== The records
impl Path {
    /// 空路徑（整個值）
    pub fn root() -> Self {
        Self(Vec::new())
    }

    pub fn new(steps: Vec<PathStep>) -> Self {
        Self(steps)
    }

    /// 單一整數索引的路徑
    pub fn at(index: isize) -> Self {
        Self(vec![PathStep::at(index)])
    }

    /// 單一欄位的路徑
    pub fn field(name: impl Into<String>) -> Self {
        Self(vec![PathStep::field(name)])
    }

    /// 建構器模式：追加一步
    pub fn with(mut self, step: PathStep) -> Self {
        self.0.push(step);
        self
    }

    pub fn steps(&self) -> &[PathStep] {
        &self.0
    }

    pub fn is_empty(&self) -> bool {
        self.0.is_empty()
    }

    pub fn len(&self) -> usize {
        self.0.len()
    }

    pub fn push(&mut self, step: PathStep) {
        self.0.push(step);
    }

    /// 第一步與剩餘路徑
    pub fn split_first(&self) -> Option<(&PathStep, Path)> {
        self.0
            .split_first()
            .map(|(first, rest)| (first, Path(rest.to_vec())))
    }

    /// 在前面加上一步
    pub fn prepend(&self, step: PathStep) -> Path {
        let mut steps = Vec::with_capacity(self.0.len() + 1);
        steps.push(step);
        steps.extend(self.0.iter().cloned());
        Path(steps)
    }

    /// 串接另一條路徑
    pub fn concat(&self, other: &Path) -> Path {
        let mut steps = self.0.clone();
        steps.extend(other.0.iter().cloned());
        Path(steps)
    }

    /// 拆成位置部分與欄位部分（欄位與索引可交換，欄位可延後處理）
    pub fn split_fields(&self) -> (Path, Vec<PathStep>) {
        let (fields, positional): (Vec<PathStep>, Vec<PathStep>) =
            self.0.iter().cloned().partition(|s| s.references_field());
        (Path(positional), fields)
    }

    /// 正規形式：結構上等價的步驟（如整數索引與單元素切片）得到同一個鍵
    pub fn canonical(&self) -> Path {
        Path(self.0.iter().map(PathStep::canonical).collect())
    }

    /// 在形狀為 `shape` 的陣列上解析純位置路徑
    pub fn select(&self, shape: &[usize]) -> Result<Selection> {
        let mut current = Selection::identity(shape);
        for step in &self.0 {
            match step {
                PathStep::Index(indexers) => {
                    let inner = Selection::resolve(&current.shape, indexers)?;
                    current = Selection {
                        flat: inner.flat.iter().map(|&i| current.flat[i]).collect(),
                        shape: inner.shape,
                    };
                }
                PathStep::Field(name) => {
                    return Err(QuibError::InvalidPath(format!(
                        "陣列位置路徑中不可出現欄位 {:?}",
                        name
                    )))
                }
            }
        }
        Ok(current)
    }

    /// 純位置路徑覆蓋的區域遮罩
    pub fn region_mask(&self, shape: &[usize]) -> Result<NdArray<bool>> {
        Ok(self.select(shape)?.mask(shape))
    }
}

impl From<Vec<PathStep>> for Path {
    fn from(steps: Vec<PathStep>) -> Self {
        Path(steps)
    }
}

impl fmt::Display for Path {
    fn fmt(&self, f: &mut fmt::Formatter<'_>) -> fmt::Result {
        if self.0.is_empty() {
            return write!(f, "[]");
        }
        for step in &self.0 {
            write!(f, "{}", step)?;
        }
        Ok(())
    }
}

/// 索引解析結果：被選中的扁平索引（按結果的行優先順序）與結果形狀
#[derive(Debug, Clone, PartialEq, Eq)]
pub struct Selection {
    pub flat: Vec<usize>,
    pub shape: Vec<usize>,
}

impl Selection {
    /// 選取整個陣列
    pub fn identity(shape: &[usize]) -> Self {
        let len: usize = shape.iter().product();
        Self {
            flat: (0..len).collect(),
            shape: shape.to_vec(),
        }
    }

    /// 在形狀上解析一次（可能多軸的）位置索引
    ///
    /// 多個花式索引之間採正交（外積）語義。
    pub fn resolve(shape: &[usize], indexers: &[Indexer]) -> Result<Self> {
        if let [Indexer::Mask(mask)] = indexers {
            if mask.shape() == shape {
                let flat = mask.true_indices();
                let shape = vec![flat.len()];
                return Ok(Self { flat, shape });
            }
        }
        if indexers.len() > shape.len() {
            return Err(QuibError::InvalidPath(format!(
                "{} 個索引超過 {} 維",
                indexers.len(),
                shape.len()
            )));
        }

        let mut per_axis: Vec<Vec<usize>> = Vec::with_capacity(shape.len());
        let mut out_shape = Vec::new();
        for (axis, &len) in shape.iter().enumerate() {
            match indexers.get(axis) {
                Some(Indexer::At(i)) => {
                    per_axis.push(vec![normalize_index(*i, len)?]);
                }
                Some(Indexer::Range(r)) => {
                    let picks = r.indices(len)?;
                    out_shape.push(picks.len());
                    per_axis.push(picks);
                }
                Some(Indexer::Fancy(v)) => {
                    let picks = v
                        .iter()
                        .map(|&i| normalize_index(i, len))
                        .collect::<Result<Vec<_>>>()?;
                    out_shape.push(picks.len());
                    per_axis.push(picks);
                }
                Some(Indexer::Mask(m)) => {
                    if m.shape() != [len] {
                        return Err(QuibError::ShapeMismatch(format!(
                            "遮罩形狀 {:?} 與軸長度 {} 不符",
                            m.shape(),
                            len
                        )));
                    }
                    let picks = m.true_indices();
                    out_shape.push(picks.len());
                    per_axis.push(picks);
                }
                None => {
                    out_shape.push(len);
                    per_axis.push((0..len).collect());
                }
            }
        }

        let strides = crate::ndarray::strides(shape);
        let mut flat = vec![0usize];
        for (axis, picks) in per_axis.iter().enumerate() {
            let stride = strides[axis];
            flat = flat
                .iter()
                .flat_map(|base| picks.iter().map(move |p| base + p * stride))
                .collect();
        }
        Ok(Self {
            flat,
            shape: out_shape,
        })
    }

    /// 被選中區域的遮罩
    pub fn mask(&self, shape: &[usize]) -> NdArray<bool> {
        NdArray::from_indices(shape, &self.flat)
    }
}

/// 正規化（可為負的）索引
pub fn normalize_index(index: isize, len: usize) -> Result<usize> {
    let normalized = if index < 0 { index + len as isize } else { index };
    if normalized < 0 || normalized as usize >= len {
        return Err(QuibError::IndexOutOfBounds { index, len });
    }
    Ok(normalized as usize)
}

/// 取出路徑所指的子值
pub fn get(value: &Value, path: &Path) -> Result<Value> {
    get_steps(value, path.steps())
}

fn get_steps(value: &Value, steps: &[PathStep]) -> Result<Value> {
    match steps.split_first() {
        None => Ok(value.clone()),
        Some((step, rest)) => get_steps(&get_step(value, step)?, rest),
    }
}

/// 取出單一步驟所指的子值
pub fn get_step(value: &Value, step: &PathStep) -> Result<Value> {
    match (value, step) {
        (Value::Array(a), PathStep::Index(indexers)) => {
            let sel = Selection::resolve(a.shape(), indexers)?;
            Ok(Value::from_array(a.take(&sel.flat, sel.shape)?))
        }
        (Value::Record(r), PathStep::Field(name)) => r
            .field(name)
            .map(|f| Value::from_array(f.clone()))
            .ok_or_else(|| QuibError::InvalidPath(format!("記錄陣列沒有欄位 {:?}", name))),
        (Value::Record(r), PathStep::Index(indexers)) => {
            let sel = Selection::resolve(r.shape(), indexers)?;
            let selected = r.select(&sel)?;
            if selected.shape().is_empty() {
                Ok(Value::Map(selected.element(0)))
            } else {
                Ok(Value::Record(selected))
            }
        }
        (Value::Map(m), PathStep::Field(key)) => m
            .get(key)
            .cloned()
            .ok_or_else(|| QuibError::InvalidPath(format!("映射沒有鍵 {:?}", key))),
        (Value::List(items) | Value::Tuple(items), PathStep::Index(indexers)) => {
            let rebuild = |picked: Vec<Value>| match value {
                Value::Tuple(_) => Value::Tuple(picked),
                _ => Value::List(picked),
            };
            match indexers.as_slice() {
                [Indexer::At(i)] => Ok(items[normalize_index(*i, items.len())?].clone()),
                [single @ (Indexer::Range(_) | Indexer::Fancy(_) | Indexer::Mask(_))]
                    if single_axis_ok(single, items.len()) =>
                {
                    let picks = sequence_indices(single, items.len())?;
                    Ok(rebuild(picks.iter().map(|&i| items[i].clone()).collect()))
                }
                _ => get_step(&Value::Array(value.to_array()?), step),
            }
        }
        (other, step) => Err(QuibError::InvalidPath(format!(
            "無法以 {} 定址 {}",
            step,
            other.kind_name()
        ))),
    }
}

fn single_axis_ok(indexer: &Indexer, len: usize) -> bool {
    match indexer {
        Indexer::Mask(m) => m.shape() == [len],
        _ => true,
    }
}

fn sequence_indices(indexer: &Indexer, len: usize) -> Result<Vec<usize>> {
    match indexer {
        Indexer::At(i) => Ok(vec![normalize_index(*i, len)?]),
        Indexer::Range(r) => r.indices(len),
        Indexer::Fancy(v) => v.iter().map(|&i| normalize_index(i, len)).collect(),
        Indexer::Mask(m) => Ok(m.true_indices()),
    }
}

/// 產生在路徑處換成 `new_value` 的新值
///
/// 逐層重建被路徑經過的容器，不會改動其他兄弟資料。
pub fn set(value: &Value, path: &Path, new_value: Value) -> Result<Value> {
    set_steps(value, path.steps(), new_value)
}

fn set_steps(value: &Value, steps: &[PathStep], new_value: Value) -> Result<Value> {
    match steps.split_first() {
        None => Ok(new_value),
        Some((step, [])) => set_step(value, step, new_value),
        Some((step, rest)) => {
            let child = get_step(value, step)?;
            let updated = set_steps(&child, rest, new_value)?;
            set_step(value, step, updated)
        }
    }
}

fn set_step(value: &Value, step: &PathStep, new_value: Value) -> Result<Value> {
    match (value, step) {
        (Value::Array(a), PathStep::Index(indexers)) => {
            let sel = Selection::resolve(a.shape(), indexers)?;
            let incoming = new_value.to_array()?.broadcast_to(&sel.shape)?;
            let mut out = a.clone();
            out.scatter(&sel.flat, incoming.data())?;
            Ok(Value::Array(out))
        }
        (Value::Record(r), PathStep::Field(name)) => {
            let incoming = new_value.to_array()?.broadcast_to(r.shape())?;
            Ok(Value::Record(r.with_field(name, incoming)?))
        }
        (Value::Record(r), PathStep::Index(indexers)) => {
            let sel = Selection::resolve(r.shape(), indexers)?;
            Ok(Value::Record(r.scatter(&sel, &new_value)?))
        }
        (Value::Map(m), PathStep::Field(key)) => {
            let mut out = m.clone();
            out.insert(key.clone(), new_value);
            Ok(Value::Map(out))
        }
        (Value::List(items), PathStep::Index(indexers)) => match indexers.as_slice() {
            [Indexer::At(i)] => {
                let mut out = items.clone();
                out[normalize_index(*i, items.len())?] = new_value;
                Ok(Value::List(out))
            }
            [single] if single_axis_ok(single, items.len()) => {
                let picks = sequence_indices(single, items.len())?;
                let mut out = items.clone();
                for (slot, v) in picks.iter().zip(spread(&new_value, picks.len())?) {
                    out[*slot] = v;
                }
                Ok(Value::List(out))
            }
            _ => set_step(&Value::Array(value.to_array()?), step, new_value),
        },
        (Value::Tuple(items), PathStep::Index(indexers)) => match indexers.as_slice() {
            [Indexer::At(i)] => {
                let mut out = items.clone();
                out[normalize_index(*i, items.len())?] = new_value;
                Ok(Value::Tuple(out))
            }
            // 元組無法以非位置方式寫入，先提升為陣列（形狀資訊會遺失）
            _ => set_step(&Value::Array(value.to_array()?), step, new_value),
        },
        (other, step) => Err(QuibError::InvalidPath(format!(
            "無法以 {} 寫入 {}",
            step,
            other.kind_name()
        ))),
    }
}

/// 把新值展開成 `count` 個元素（純量會重複）
fn spread(value: &Value, count: usize) -> Result<Vec<Value>> {
    let items: Vec<Value> = match value {
        Value::List(items) | Value::Tuple(items) => items.clone(),
        Value::Array(a) if a.ndim() > 0 => {
            let first_len = a.shape()[0];
            (0..first_len)
                .map(|i| get_step(value, &PathStep::at(i as isize)))
                .collect::<Result<_>>()?
        }
        scalar => vec![scalar.clone(); count],
    };
    if items.len() == 1 && count != 1 {
        return Ok(vec![items[0].clone(); count]);
    }
    if items.len() != count {
        return Err(QuibError::ShapeMismatch(format!(
            "寫入 {} 個位置但提供 {} 個值",
            count,
            items.len()
        )));
    }
    Ok(items)
}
====
> _Problem statement_
Where in the records does the string "slot" appear? Copy every line that has it.

> _Written solution_
                for (slot, v) in picks.iter().zip(spread(&new_value, picks.len())?) {
                    out[*slot] = v;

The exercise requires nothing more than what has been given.